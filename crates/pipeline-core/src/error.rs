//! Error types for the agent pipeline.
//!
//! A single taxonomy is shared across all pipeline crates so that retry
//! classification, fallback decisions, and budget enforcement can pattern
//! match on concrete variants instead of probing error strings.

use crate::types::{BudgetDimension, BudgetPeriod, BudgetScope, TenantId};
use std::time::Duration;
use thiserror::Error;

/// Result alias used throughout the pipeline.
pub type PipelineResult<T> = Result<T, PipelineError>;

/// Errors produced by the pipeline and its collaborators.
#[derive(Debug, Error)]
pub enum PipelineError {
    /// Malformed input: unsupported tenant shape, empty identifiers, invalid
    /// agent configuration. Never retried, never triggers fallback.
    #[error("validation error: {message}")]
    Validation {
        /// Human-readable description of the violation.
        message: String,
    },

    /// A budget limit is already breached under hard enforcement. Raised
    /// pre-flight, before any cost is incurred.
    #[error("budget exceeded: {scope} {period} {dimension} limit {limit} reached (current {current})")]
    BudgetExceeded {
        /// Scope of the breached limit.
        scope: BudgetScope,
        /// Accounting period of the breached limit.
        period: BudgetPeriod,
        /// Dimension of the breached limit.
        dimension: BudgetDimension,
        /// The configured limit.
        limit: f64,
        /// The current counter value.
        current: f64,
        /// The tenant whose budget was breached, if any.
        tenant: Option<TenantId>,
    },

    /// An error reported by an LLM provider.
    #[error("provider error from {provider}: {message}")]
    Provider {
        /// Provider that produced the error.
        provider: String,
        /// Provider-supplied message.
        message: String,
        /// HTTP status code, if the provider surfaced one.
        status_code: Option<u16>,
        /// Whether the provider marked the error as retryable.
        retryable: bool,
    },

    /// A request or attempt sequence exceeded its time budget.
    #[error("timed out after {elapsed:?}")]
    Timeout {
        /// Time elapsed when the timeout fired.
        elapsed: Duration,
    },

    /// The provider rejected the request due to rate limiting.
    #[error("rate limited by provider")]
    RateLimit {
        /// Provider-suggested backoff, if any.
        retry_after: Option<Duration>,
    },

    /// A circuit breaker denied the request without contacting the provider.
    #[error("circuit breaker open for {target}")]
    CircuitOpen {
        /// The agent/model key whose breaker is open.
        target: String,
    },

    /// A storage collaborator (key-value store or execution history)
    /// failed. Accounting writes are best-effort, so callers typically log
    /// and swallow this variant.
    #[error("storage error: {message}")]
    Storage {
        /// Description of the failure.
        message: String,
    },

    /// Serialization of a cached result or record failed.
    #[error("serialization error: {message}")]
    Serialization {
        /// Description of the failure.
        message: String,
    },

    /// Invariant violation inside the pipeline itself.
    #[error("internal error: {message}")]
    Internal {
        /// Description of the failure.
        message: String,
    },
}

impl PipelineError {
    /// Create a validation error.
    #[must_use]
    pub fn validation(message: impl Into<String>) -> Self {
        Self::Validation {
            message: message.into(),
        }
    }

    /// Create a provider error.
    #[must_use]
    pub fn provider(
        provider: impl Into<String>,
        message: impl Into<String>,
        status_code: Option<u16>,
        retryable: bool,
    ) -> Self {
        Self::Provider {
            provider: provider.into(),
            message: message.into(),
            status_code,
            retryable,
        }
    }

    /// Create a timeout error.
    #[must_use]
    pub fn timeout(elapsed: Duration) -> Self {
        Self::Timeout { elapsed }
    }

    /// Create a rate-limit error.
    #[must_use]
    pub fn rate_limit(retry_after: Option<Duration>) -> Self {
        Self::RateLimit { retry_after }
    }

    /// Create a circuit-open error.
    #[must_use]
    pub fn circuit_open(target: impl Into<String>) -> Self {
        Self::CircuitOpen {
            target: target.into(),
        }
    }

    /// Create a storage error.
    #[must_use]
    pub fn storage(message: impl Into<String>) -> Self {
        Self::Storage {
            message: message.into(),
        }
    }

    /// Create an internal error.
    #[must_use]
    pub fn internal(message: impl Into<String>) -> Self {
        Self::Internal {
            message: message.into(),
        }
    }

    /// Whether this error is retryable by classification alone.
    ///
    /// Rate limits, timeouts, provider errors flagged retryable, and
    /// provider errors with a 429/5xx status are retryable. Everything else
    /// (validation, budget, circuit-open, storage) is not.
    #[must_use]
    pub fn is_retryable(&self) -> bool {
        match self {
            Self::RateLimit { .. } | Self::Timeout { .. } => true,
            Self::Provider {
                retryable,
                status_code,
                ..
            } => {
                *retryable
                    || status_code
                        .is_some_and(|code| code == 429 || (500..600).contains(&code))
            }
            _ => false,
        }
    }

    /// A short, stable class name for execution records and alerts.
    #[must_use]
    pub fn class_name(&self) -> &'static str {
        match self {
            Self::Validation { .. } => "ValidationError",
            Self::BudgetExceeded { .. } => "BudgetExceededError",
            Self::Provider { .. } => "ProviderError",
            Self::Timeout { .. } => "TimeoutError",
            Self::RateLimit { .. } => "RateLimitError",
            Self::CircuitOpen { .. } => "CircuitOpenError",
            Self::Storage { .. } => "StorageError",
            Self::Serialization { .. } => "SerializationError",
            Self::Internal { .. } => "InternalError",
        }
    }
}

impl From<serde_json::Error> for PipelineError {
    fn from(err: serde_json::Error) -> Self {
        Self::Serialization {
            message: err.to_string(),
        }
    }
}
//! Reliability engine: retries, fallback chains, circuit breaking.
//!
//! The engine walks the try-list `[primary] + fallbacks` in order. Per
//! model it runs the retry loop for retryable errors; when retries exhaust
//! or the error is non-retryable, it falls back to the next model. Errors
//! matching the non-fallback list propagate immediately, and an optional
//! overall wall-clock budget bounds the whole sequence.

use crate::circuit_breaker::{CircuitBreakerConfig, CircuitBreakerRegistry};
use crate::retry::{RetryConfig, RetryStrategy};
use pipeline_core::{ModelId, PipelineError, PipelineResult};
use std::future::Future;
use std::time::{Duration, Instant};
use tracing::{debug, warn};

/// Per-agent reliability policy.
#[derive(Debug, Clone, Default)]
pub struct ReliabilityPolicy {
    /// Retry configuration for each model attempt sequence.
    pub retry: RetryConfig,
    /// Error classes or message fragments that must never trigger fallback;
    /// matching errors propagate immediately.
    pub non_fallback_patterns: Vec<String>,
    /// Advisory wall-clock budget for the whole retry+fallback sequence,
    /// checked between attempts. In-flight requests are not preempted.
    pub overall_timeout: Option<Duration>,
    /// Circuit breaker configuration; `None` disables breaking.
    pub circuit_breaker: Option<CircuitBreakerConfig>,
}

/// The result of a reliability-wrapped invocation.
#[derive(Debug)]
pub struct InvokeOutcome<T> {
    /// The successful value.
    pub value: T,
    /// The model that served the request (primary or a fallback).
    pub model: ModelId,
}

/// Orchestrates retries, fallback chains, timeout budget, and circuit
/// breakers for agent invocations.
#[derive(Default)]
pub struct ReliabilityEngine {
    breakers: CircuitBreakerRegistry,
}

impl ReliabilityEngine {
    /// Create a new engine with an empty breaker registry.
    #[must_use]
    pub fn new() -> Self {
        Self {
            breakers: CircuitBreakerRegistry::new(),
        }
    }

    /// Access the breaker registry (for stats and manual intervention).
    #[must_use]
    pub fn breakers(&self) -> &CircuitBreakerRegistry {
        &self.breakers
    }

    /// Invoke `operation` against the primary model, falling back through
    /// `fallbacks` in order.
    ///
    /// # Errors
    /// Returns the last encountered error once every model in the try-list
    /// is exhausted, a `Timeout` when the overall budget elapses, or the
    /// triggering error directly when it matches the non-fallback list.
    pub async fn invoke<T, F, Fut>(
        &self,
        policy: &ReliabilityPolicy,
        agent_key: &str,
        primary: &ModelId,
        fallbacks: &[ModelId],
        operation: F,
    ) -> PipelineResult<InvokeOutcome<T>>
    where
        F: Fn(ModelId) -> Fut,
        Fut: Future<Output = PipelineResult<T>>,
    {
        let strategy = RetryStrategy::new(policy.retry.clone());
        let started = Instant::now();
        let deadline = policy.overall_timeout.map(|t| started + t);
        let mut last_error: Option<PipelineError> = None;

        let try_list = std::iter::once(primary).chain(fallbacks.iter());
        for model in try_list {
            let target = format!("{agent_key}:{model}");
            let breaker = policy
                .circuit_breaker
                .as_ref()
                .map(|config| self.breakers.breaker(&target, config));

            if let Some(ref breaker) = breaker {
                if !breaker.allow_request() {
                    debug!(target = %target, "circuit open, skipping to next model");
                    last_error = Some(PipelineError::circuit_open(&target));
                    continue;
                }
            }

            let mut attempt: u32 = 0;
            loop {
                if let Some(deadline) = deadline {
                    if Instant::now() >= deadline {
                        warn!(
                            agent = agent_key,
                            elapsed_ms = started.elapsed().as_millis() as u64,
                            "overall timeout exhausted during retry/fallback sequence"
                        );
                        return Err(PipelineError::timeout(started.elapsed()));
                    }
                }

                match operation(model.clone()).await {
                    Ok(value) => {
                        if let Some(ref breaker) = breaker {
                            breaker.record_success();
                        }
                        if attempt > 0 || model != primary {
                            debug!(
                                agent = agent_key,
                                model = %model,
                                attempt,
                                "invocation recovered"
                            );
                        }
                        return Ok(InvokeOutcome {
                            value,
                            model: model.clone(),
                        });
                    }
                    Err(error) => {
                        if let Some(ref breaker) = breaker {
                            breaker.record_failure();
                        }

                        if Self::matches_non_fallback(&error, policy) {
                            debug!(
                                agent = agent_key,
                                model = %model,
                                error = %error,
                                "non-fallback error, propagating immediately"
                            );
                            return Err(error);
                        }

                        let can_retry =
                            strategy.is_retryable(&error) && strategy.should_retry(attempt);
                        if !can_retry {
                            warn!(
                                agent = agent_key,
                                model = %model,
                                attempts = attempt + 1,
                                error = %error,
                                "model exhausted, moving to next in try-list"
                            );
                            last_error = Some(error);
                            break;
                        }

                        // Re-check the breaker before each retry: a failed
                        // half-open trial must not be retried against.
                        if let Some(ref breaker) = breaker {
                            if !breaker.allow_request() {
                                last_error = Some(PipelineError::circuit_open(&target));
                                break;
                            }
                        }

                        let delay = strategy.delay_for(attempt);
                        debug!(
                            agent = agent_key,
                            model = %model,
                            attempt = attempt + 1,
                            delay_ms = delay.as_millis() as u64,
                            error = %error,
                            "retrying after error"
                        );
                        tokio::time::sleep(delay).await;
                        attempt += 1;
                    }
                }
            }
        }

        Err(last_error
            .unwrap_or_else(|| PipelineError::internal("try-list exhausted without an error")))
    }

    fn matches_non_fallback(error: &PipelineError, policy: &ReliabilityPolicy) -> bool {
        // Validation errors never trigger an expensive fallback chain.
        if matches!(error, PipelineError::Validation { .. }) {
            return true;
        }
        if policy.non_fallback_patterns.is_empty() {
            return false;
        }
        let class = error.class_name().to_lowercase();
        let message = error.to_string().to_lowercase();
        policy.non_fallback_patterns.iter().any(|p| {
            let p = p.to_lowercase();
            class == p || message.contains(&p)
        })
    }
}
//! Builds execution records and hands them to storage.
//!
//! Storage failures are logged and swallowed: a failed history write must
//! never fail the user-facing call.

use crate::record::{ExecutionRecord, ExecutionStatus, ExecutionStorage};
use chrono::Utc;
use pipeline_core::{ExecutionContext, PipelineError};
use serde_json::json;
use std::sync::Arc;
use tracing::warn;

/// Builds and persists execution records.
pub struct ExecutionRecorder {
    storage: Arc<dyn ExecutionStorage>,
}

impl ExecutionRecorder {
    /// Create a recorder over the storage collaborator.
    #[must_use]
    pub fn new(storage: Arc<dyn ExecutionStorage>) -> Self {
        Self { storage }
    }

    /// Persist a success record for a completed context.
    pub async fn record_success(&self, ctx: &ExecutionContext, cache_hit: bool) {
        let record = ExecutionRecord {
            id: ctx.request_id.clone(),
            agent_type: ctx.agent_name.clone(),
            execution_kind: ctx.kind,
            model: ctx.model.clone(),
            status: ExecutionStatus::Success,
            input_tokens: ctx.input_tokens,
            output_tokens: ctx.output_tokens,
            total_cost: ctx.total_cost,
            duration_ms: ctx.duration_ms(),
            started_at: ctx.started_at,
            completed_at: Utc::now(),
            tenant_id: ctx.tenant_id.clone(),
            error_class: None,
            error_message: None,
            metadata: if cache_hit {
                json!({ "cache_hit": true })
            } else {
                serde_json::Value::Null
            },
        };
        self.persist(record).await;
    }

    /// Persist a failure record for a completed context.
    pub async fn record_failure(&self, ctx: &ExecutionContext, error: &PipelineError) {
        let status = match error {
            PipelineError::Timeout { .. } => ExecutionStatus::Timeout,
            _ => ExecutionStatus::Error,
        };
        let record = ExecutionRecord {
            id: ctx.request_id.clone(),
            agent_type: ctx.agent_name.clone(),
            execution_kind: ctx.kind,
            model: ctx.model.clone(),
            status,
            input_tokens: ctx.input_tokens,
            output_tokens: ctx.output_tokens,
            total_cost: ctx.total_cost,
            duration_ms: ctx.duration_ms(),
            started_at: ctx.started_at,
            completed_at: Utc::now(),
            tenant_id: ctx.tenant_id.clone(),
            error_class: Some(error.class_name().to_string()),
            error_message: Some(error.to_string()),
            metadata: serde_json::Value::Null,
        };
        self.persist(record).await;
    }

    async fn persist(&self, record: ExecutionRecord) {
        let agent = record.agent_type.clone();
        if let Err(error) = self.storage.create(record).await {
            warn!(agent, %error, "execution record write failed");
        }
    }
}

◇ ◇ ◇ ◇

- _Problem requirements_: Using the data above, extract exactly the lines from the one that holds "let started = Instant::now();" to the one that holds "elapsed_ms = started.elapsed().as_millis()", both ends included, and no others.

- _Exercise output_:
        let started = Instant::now();
        let deadline = policy.overall_timeout.map(|t| started + t);
        let mut last_error: Option<PipelineError> = None;

        let try_list = std::iter::once(primary).chain(fallbacks.iter());
        for model in try_list {
            let target = format!("{agent_key}:{model}");
            let breaker = policy
                .circuit_breaker
                .as_ref()
                .map(|config| self.breakers.breaker(&target, config));

            if let Some(ref breaker) = breaker {
                if !breaker.allow_request() {
                    debug!(target = %target, "circuit open, skipping to next model");
                    last_error = Some(PipelineError::circuit_open(&target));
                    continue;
                }
            }

            let mut attempt: u32 = 0;
            loop {
                if let Some(deadline) = deadline {
                    if Instant::now() >= deadline {
                        warn!(
                            agent = agent_key,
                            elapsed_ms = started.elapsed().as_millis() as u64,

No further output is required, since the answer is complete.